> _WHAT TO WORK ON_
Reproduce the records precisely. Every line should be included.
RECORDS SUPPLIED: Begin
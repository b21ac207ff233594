use crate::domain::model::{
    CandidateLists, ColumnSample, ConversionResult, ExtractedData, LoadedFiles, OutputFiles,
};
use crate::utils::error::Result;
use std::path::PathBuf;

pub trait Storage {
    fn read_file(&self, path: &str) -> Result<Vec<u8>>;
    /// Writes `data` under `name` and returns the full path written.
    fn write_file(&self, name: &str, data: &[u8]) -> Result<PathBuf>;
}

pub trait ConfigProvider {
    fn input_path(&self) -> &str;
    fn debug(&self) -> bool;
    fn candidates(&self) -> &CandidateLists;
    fn output_files(&self) -> &OutputFiles;
}

pub trait Pipeline {
    fn extract(&self) -> Result<ExtractedData>;
    /// Column overview of the first data row, for the report.
    fn analyze(&self, data: &ExtractedData) -> Vec<ColumnSample>;
    fn transform(&self, data: ExtractedData) -> Result<ConversionResult>;
    fn load(&self, result: &ConversionResult) -> Result<LoadedFiles>;
}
RECORDS SUPPLIED: End
> _EXPECTED OUTPUT_
repository b21ac207ff233594
use crate::domain::model::{
    CandidateLists, ColumnSample, ConversionResult, ExtractedData, LoadedFiles, OutputFiles,
};
use crate::utils::error::Result;
use std::path::PathBuf;

pub trait Storage {
    fn read_file(&self, path: &str) -> Result<Vec<u8>>;
    /// Writes `data` under `name` and returns the full path written.
    fn write_file(&self, name: &str, data: &[u8]) -> Result<PathBuf>;
}

pub trait ConfigProvider {
    fn input_path(&self) -> &str;
    fn debug(&self) -> bool;
    fn candidates(&self) -> &CandidateLists;
    fn output_files(&self) -> &OutputFiles;
}

pub trait Pipeline {
    fn extract(&self) -> Result<ExtractedData>;
    /// Column overview of the first data row, for the report.
    fn analyze(&self, data: &ExtractedData) -> Vec<ColumnSample>;
    fn transform(&self, data: ExtractedData) -> Result<ConversionResult>;
    fn load(&self, result: &ConversionResult) -> Result<LoadedFiles>;
}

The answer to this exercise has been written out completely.